#### DATA PROVIDED:
----------
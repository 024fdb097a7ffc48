use std::time::Duration;

use anyhow::{Context, Result};
use async_trait::async_trait;
use reqwest::{Client, StatusCode};
use serde::Deserialize;
use serde_json::json;

use crate::settings::TelegramSettings;

use super::Transport;

const ENABLE_LOGS: bool = true;

use crate::{log_info, log_warn};

const DEFAULT_API_BASE: &str = "https://api.telegram.org";
const REQUEST_TIMEOUT: Duration = Duration::from_secs(15);

pub struct TelegramTransport {
    http: Client,
    api_base: String,
    bot_token: String,
    chat_id: String,
}

#[derive(Debug, Deserialize)]
struct GetMeResponse {
    ok: bool,
    result: Option<BotUser>,
}

#[derive(Debug, Deserialize)]
struct BotUser {
    username: Option<String>,
}

impl TelegramTransport {
    pub fn new(settings: &TelegramSettings) -> Result<Self> {
        Self::with_api_base(settings, DEFAULT_API_BASE)
    }

    pub fn with_api_base(settings: &TelegramSettings, api_base: &str) -> Result<Self> {
        let http = Client::builder()
            .timeout(REQUEST_TIMEOUT)
            .build()
            .context("failed to construct reqwest client")?;
        Ok(Self {
            http,
            api_base: api_base.trim_end_matches('/').to_string(),
            bot_token: settings.bot_token.clone(),
            chat_id: settings.chat_id.clone(),
        })
    }

    fn method_url(&self, method: &str) -> String {
        format!("{}/bot{}/{method}", self.api_base, self.bot_token)
    }

    /// Token shape for logs: first and last four characters only.
    fn redacted_token(&self) -> String {
        redact(&self.bot_token)
    }
}

fn redact(token: &str) -> String {
    let chars: Vec<char> = token.chars().collect();
    if chars.len() <= 8 {
        return "****".to_string();
    }
    let head: String = chars[..4].iter().collect();
    let tail: String = chars[chars.len() - 4..].iter().collect();
    format!("{head}...{tail}")
}

fn has_markup(text: &str) -> bool {
    text.contains('<') && text.contains('>')
}

#[async_trait]
impl Transport for TelegramTransport {
    fn name(&self) -> &str {
        "telegram"
    }

    async fn send(&self, text: &str) -> Result<bool> {
        let mut body = json!({
            "chat_id": self.chat_id,
            "text": text,
            "disable_web_page_preview": true,
        });
        if has_markup(text) {
            body["parse_mode"] = json!("HTML");
        }

        let response = self
            .http
            .post(self.method_url("sendMessage"))
            .json(&body)
            .send()
            .await
            // reqwest errors carry the URL, which carries the token.
            .map_err(|err| err.without_url())
            .context("telegram sendMessage request failed")?;

        let status = response.status();
        if status == StatusCode::OK {
            return Ok(true);
        }
        let detail = response.text().await.unwrap_or_default();
        log_warn!("telegram sendMessage returned {status}: {detail}");
        Ok(false)
    }

    async fn verify(&self) -> bool {
        let response = match self.http.get(self.method_url("getMe")).send().await {
            Ok(response) => response,
            Err(err) => {
                log_warn!(
                    "telegram getMe failed for token {}: {}",
                    self.redacted_token(),
                    err.without_url()
                );
                return false;
            }
        };
        match response.json::<GetMeResponse>().await {
            Ok(GetMeResponse {
                ok: true,
                result: Some(user),
            }) => {
                log_info!(
                    "Telegram bot verified: @{}",
                    user.username.unwrap_or_default()
                );
                true
            }
            Ok(_) => {
                log_warn!("telegram rejected token {}", self.redacted_token());
                false
            }
            Err(err) => {
                log_warn!("unreadable getMe response: {}", err.without_url());
                false
            }
        }
    }
}
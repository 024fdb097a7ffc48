fn main() -> anyhow::Result<()> {
    jobwatch_lib::run()
}
use std::any::Any;
use std::panic::AssertUnwindSafe;

use futures::FutureExt;
use tokio::time::{sleep, Duration};
use tokio_util::sync::CancellationToken;

use crate::browser::Browser;

use super::cycle::{CycleOutcome, Monitor};

const ENABLE_LOGS: bool = true;

use crate::{log_error, log_info};

/// Drive `monitor` until `cancel_token` fires, then hand it back so the
/// caller can release the browser.
///
/// Nothing that happens inside a cycle ends the loop: login failures, cycle
/// errors and panics all turn into a cooldown before the next cycle.
pub async fn poll_loop<B: Browser>(
    mut monitor: Monitor<B>,
    cancel_token: CancellationToken,
) -> Monitor<B> {
    let timing = monitor.timing();

    tokio::select! {
        _ = monitor.verify_channels() => {}
        _ = cancel_token.cancelled() => {
            log_info!("poll loop cancelled before first cycle");
            return monitor;
        }
    }

    loop {
        let cycle = AssertUnwindSafe(monitor.run_cycle()).catch_unwind();
        let delay = tokio::select! {
            outcome = cycle => match outcome {
                Ok(Ok(CycleOutcome::Completed(report))) => {
                    log_info!("{report}");
                    timing.poll_interval
                }
                Ok(Ok(CycleOutcome::AuthFailed)) => {
                    log_error!(
                        "Failed to login, retrying in {}s",
                        timing.auth_cooldown.as_secs()
                    );
                    timing.auth_cooldown
                }
                Ok(Err(err)) => {
                    log_error!("Error in poll cycle: {err:?}");
                    timing.error_cooldown
                }
                Err(panic) => {
                    log_error!("Poll cycle panicked: {}", panic_message(panic.as_ref()));
                    timing.error_cooldown
                }
            },
            _ = cancel_token.cancelled() => {
                log_info!("poll loop cancelled mid-cycle");
                break;
            }
        };

        if monitor.maintenance_due() {
            monitor.run_maintenance();
        }

        if !wait_or_cancel(delay, &cancel_token).await {
            log_info!("poll loop shutting down");
            break;
        }
    }

    monitor
}

/// `false` when cancelled before `delay` elapsed.
async fn wait_or_cancel(delay: Duration, cancel_token: &CancellationToken) -> bool {
    tokio::select! {
        _ = sleep(delay) => true,
        _ = cancel_token.cancelled() => false,
    }
}

fn panic_message(panic: &(dyn Any + Send)) -> String {
    if let Some(msg) = panic.downcast_ref::<&str>() {
        msg.to_string()
    } else if let Some(msg) = panic.downcast_ref::<String>() {
        msg.clone()
    } else {
        "unknown panic payload".to_string()
    }
}
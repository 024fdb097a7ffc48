use std::time::Duration;

use chrono::Local;

use crate::models::AssignmentRecord;
use crate::settings::Settings;

use super::Transport;

const ENABLE_LOGS: bool = true;

use crate::{log_error, log_info, log_warn};

pub struct NotificationDispatcher {
    transport: Box<dyn Transport>,
    max_attempts: u32,
    retry_delay: Duration,
    jobs_url: String,
}

impl NotificationDispatcher {
    pub fn new(
        transport: Box<dyn Transport>,
        max_attempts: u32,
        retry_delay: Duration,
        jobs_url: impl Into<String>,
    ) -> Self {
        Self {
            transport,
            max_attempts: max_attempts.max(1),
            retry_delay,
            jobs_url: jobs_url.into(),
        }
    }

    pub fn from_settings(transport: Box<dyn Transport>, settings: &Settings) -> Self {
        Self::new(
            transport,
            settings.notify.max_attempts,
            settings.retry_delay(),
            settings.site.jobs_url.clone(),
        )
    }

    pub async fn verify(&self) -> bool {
        let ok = self.transport.verify().await;
        if ok {
            log_info!("{} channel verified", self.transport.name());
        } else {
            log_warn!("{} channel failed verification", self.transport.name());
        }
        ok
    }

    /// Deliver one alert for `record`. Never errors; a missed alert is only
    /// logged.
    pub async fn notify(&self, record: &AssignmentRecord) -> bool {
        let text = format_alert(record, &self.jobs_url);
        let delivered = self.deliver(&text).await;
        if delivered {
            log_info!("Notification sent for job {}", record.id);
        } else {
            log_error!(
                "Giving up on job {} after {} attempts",
                record.id,
                self.max_attempts
            );
        }
        delivered
    }

    pub async fn announce_login(&self, username: &str) -> bool {
        let text = format!(
            "<b>Job monitor started</b>\nLogged in as {} at {}\nWatching {}",
            escape_html(username),
            Local::now().format("%Y-%m-%d %H:%M:%S"),
            escape_html(&self.jobs_url),
        );
        self.deliver(&text).await
    }

    pub async fn send_test_alert(&self) -> bool {
        let text = format!(
            "<b>Test alert</b>\nSent at {}",
            Local::now().format("%Y-%m-%d %H:%M:%S")
        );
        self.deliver(&text).await
    }

    /// Up to `max_attempts` sends, `retry_delay` apart, stopping at the first
    /// accepted one.
    async fn deliver(&self, text: &str) -> bool {
        for attempt in 1..=self.max_attempts {
            match self.transport.send(text).await {
                Ok(true) => return true,
                Ok(false) => log_warn!(
                    "{} rejected message (attempt {attempt}/{})",
                    self.transport.name(),
                    self.max_attempts
                ),
                Err(err) => log_warn!(
                    "{} send failed (attempt {attempt}/{}): {err:#}",
                    self.transport.name(),
                    self.max_attempts
                ),
            }
            if attempt < self.max_attempts {
                tokio::time::sleep(self.retry_delay).await;
            }
        }
        false
    }
}

/// Fixed alert template, HTML-formatted for the messaging channel.
pub fn format_alert(record: &AssignmentRecord, jobs_url: &str) -> String {
    let date = if record.scheduled_time.is_empty() {
        "Not listed"
    } else {
        record.scheduled_time.as_str()
    };
    format!(
        "<b>New Job Available: Interpretation for {client}</b>\n\n\
         <b>Client:</b> {client}\n\
         <b>Location:</b> {location}\n\
         <b>Date:</b> {date}\n\
         <b>Description:</b>\n{description}\n\n\
         <a href=\"{url}\">View Job</a>",
        client = escape_html(&record.client_name),
        location = escape_html(&record.location),
        date = escape_html(date),
        description = escape_html(&record.description),
        url = escape_html(jobs_url),
    )
}

fn escape_html(text: &str) -> String {
    let mut out = String::with_capacity(text.len());
    for c in text.chars() {
        match c {
            '&' => out.push_str("&amp;"),
            '<' => out.push_str("&lt;"),
            '>' => out.push_str("&gt;"),
            '"' => out.push_str("&quot;"),
            _ => out.push(c),
        }
    }
    out
}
----------
#### EXERCISE BRIEF:
Your task is to copy each line of the listing that holds the word "head".

#### ANSWER TO THIS EXERCISE:
    let head: String = chars[..4].iter().collect();
    format!("{head}...{tail}")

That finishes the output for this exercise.